Posted On:11/25/2004 7:29pm
8. Isolation vs compound movements? Isolation is good for one thing only: Maximum hypertrophy with minimum strength gains. The more you isolate a muscle, the greater load you are placing on THAT muscle. So you can cause the cellular adaptation to happen more effectively. HOWEVER, in a real life situation, your body almost NEVER uses a muscle in complete isolation. So unless you train your CNS to use multiple muscle groups in conjunction (compound movements), the isolation strength you'll gain will be all but useless.
Posted On:11/25/2004 7:31pm
9. How much recovery does a muscle group need? Extremely variable. Literally countless factors can affect this. Figure this one out for yourself. Every one is different, and the difference can be pretty tremendous, so don't listen to anyone else who tells you how much YOU need.
Posted On:11/25/2004 7:33pm
10. How much recovery time does the body need? Define this question better? What do you mean by the body's recovery?
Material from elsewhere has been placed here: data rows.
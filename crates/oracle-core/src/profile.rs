use chrono::{DateTime, NaiveDate, Utc};
use serde::{Deserialize, Serialize};

use crate::storage::ProfileStoreError;

/// Canonical on-the-wire birthdate format.
pub const BIRTHDATE_FORMAT: &str = "%Y-%m-%d";

/// How much of a user's chart the interpretation engine may use.
#[derive(Debug, Clone, Copy, Serialize, Deserialize, PartialEq, Eq)]
#[serde(rename_all = "snake_case")]
pub enum Personalization {
    Off,
    Basic,
    Full,
}

/// Consent settings attached to a profile. Unset flags are absent, not `false`.
#[derive(Debug, Clone, Default, Serialize, Deserialize, PartialEq, Eq)]
pub struct ConsentFlags {
    /// Consent to process the birthdate for readings.
    #[serde(default, skip_serializing_if = "Option::is_none")]
    pub consent: Option<bool>,
    #[serde(default, skip_serializing_if = "Option::is_none")]
    pub marketing: Option<bool>,
    #[serde(default, skip_serializing_if = "Option::is_none")]
    pub personalization: Option<Personalization>,
}

impl ConsentFlags {
    /// Overlay `patch` onto `self`; flags the patch leaves unset keep their value.
    pub fn merge(&mut self, patch: &ConsentFlags) {
        if let Some(consent) = patch.consent {
            self.consent = Some(consent);
        }
        if let Some(marketing) = patch.marketing {
            self.marketing = Some(marketing);
        }
        if let Some(personalization) = patch.personalization {
            self.personalization = Some(personalization);
        }
    }
}

/// A profile as handed to callers, with the birthdate already decrypted.
#[derive(Debug, Clone, Serialize, Deserialize, PartialEq, Eq)]
pub struct ProfileRecord {
    pub key: String,
    #[serde(default, skip_serializing_if = "Option::is_none")]
    pub birthdate: Option<String>,
    #[serde(flatten)]
    pub consent: ConsentFlags,
    pub created_at: DateTime<Utc>,
    pub updated_at: DateTime<Utc>,
    /// Starts at 1 on creation and grows by one on every successful update.
    pub version: u64,
}

impl ProfileRecord {
    /// Fresh record at version 0; the first applied patch brings it to 1.
    pub fn empty(key: impl Into<String>, now: DateTime<Utc>) -> Self {
        Self {
            key: key.into(),
            birthdate: None,
            consent: ConsentFlags::default(),
            created_at: now,
            updated_at: now,
            version: 0,
        }
    }

    /// Merge a validated patch and bump `version`/`updated_at`.
    pub fn apply(&mut self, patch: &ProfilePatch, now: DateTime<Utc>) -> Result<(), ProfileStoreError> {
        if let Some(birthdate) = patch.normalized_birthdate()? {
            self.birthdate = Some(birthdate);
        }
        self.consent.merge(&patch.consent);
        self.updated_at = now;
        self.version = next_version(self.version)?;
        Ok(())
    }
}

/// Partial update for a profile. `None` fields are preserved, never cleared.
#[derive(Debug, Clone, Default, Serialize, Deserialize, PartialEq, Eq)]
pub struct ProfilePatch {
    #[serde(default, skip_serializing_if = "Option::is_none")]
    pub birthdate: Option<String>,
    #[serde(flatten)]
    pub consent: ConsentFlags,
}

impl ProfilePatch {
    pub fn birthdate(mut self, birthdate: impl Into<String>) -> Self {
        self.birthdate = Some(birthdate.into());
        self
    }

    pub fn consent(mut self, consent: bool) -> Self {
        self.consent.consent = Some(consent);
        self
    }

    pub fn marketing(mut self, marketing: bool) -> Self {
        self.consent.marketing = Some(marketing);
        self
    }

    pub fn personalization(mut self, personalization: Personalization) -> Self {
        self.consent.personalization = Some(personalization);
        self
    }

    /// The patch's birthdate in canonical `YYYY-MM-DD` form, if it carries one.
    pub fn normalized_birthdate(&self) -> Result<Option<String>, ProfileStoreError> {
        self.birthdate.as_deref().map(normalize_birthdate).transpose()
    }
}

/// Parse a calendar date and re-render it canonically.
/// The error never echoes the input back.
pub fn normalize_birthdate(raw: &str) -> Result<String, ProfileStoreError> {
    let date = NaiveDate::parse_from_str(raw.trim(), BIRTHDATE_FORMAT).map_err(|e| {
        ProfileStoreError::Validation {
            reason: format!("birthdate must be a YYYY-MM-DD calendar date ({e})"),
        }
    })?;
    Ok(date.format(BIRTHDATE_FORMAT).to_string())
}

/// Next version for a record; refuses to wrap.
pub fn next_version(current: u64) -> Result<u64, ProfileStoreError> {
    current
        .checked_add(1)
        .ok_or_else(|| ProfileStoreError::Corruption {
            reason: "profile version exhausted".to_string(),
        })
}

#[cfg(test)]
mod tests {
    use super::*;

    #[test]
    fn consent_merge_keeps_unset_flags() {
        let mut flags = ConsentFlags {
            consent: Some(true),
            marketing: Some(false),
            personalization: None,
        };
        flags.merge(&ConsentFlags {
            consent: None,
            marketing: Some(true),
            personalization: Some(Personalization::Full),
        });

        assert_eq!(flags.consent, Some(true));
        assert_eq!(flags.marketing, Some(true));
        assert_eq!(flags.personalization, Some(Personalization::Full));
    }

    #[test]
    fn apply_bumps_version_and_preserves_fields() {
        let now = Utc::now();
        let mut record = ProfileRecord::empty("user-42", now);
        record
            .apply(&ProfilePatch::default().birthdate("1990-01-01"), now)
            .expect("first apply");
        record
            .apply(&ProfilePatch::default().consent(true), now)
            .expect("second apply");

        assert_eq!(record.version, 2);
        assert_eq!(record.birthdate.as_deref(), Some("1990-01-01"));
        assert_eq!(record.consent.consent, Some(true));
    }

    #[test]
    fn birthdate_is_normalized() {
        assert_eq!(normalize_birthdate(" 1990-01-01 ").unwrap(), "1990-01-01");
    }

    #[test]
    fn invalid_birthdate_is_rejected_without_echoing_input() {
        let err = normalize_birthdate("1990-02-31").expect_err("not a calendar date");
        match err {
            ProfileStoreError::Validation { reason } => assert!(!reason.contains("1990-02-31")),
            other => panic!("unexpected error: {other:?}"),
        }
        assert!(normalize_birthdate("yesterday").is_err());
    }

    #[test]
    fn record_serializes_flat() {
        let now = Utc::now();
        let mut record = ProfileRecord::empty("user-42", now);
        record
            .apply(
                &ProfilePatch::default().birthdate("1990-01-01").consent(true),
                now,
            )
            .expect("apply");

        let json = serde_json::to_value(&record).expect("serialize");
        assert_eq!(json["key"], "user-42");
        assert_eq!(json["birthdate"], "1990-01-01");
        assert_eq!(json["consent"], true);
        assert_eq!(json["version"], 1);
        assert!(json.get("marketing").is_none());
    }

    #[test]
    fn patch_parses_from_flat_json() {
        let patch: ProfilePatch =
            serde_json::from_str(r#"{"birthdate":"1990-01-01","personalization":"basic"}"#)
                .expect("parse");
        assert_eq!(patch.birthdate.as_deref(), Some("1990-01-01"));
        assert_eq!(patch.consent.personalization, Some(Personalization::Basic));
        assert!(patch.consent.consent.is_none());
    }

    #[test]
    fn version_refuses_to_wrap() {
        assert!(next_version(u64::MAX).is_err());
    }
}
If you're talking about recovering from non-muscular factors, then the body could recover in as little as 30 seconds, or however long it takes to lower heart rate and blood pressure again. It is variable, depending on your definition and who you are.
Posted On:11/25/2004 7:36pm
11) What are energy pathways? Energy pathways are the ways your cells get energy to fuel their processes. There are three, and in order they are: ATP/CP, Glycolytic, Oxidative. The ATP/CP cycle is the most effective, and takes place for the first few seconds. Glycolytic is the next most effective, and takes place from the first few seconds to the first few minutes. Oxidative (aerobic) takes over for the rest of the time.
Posted On:11/25/2004 7:37pm
12. When does anaerobic (corrected for spelling) become aerobic? When the Glycolytic cycle gives way to the Oxidative cycle. Usually after 3-5 minutes.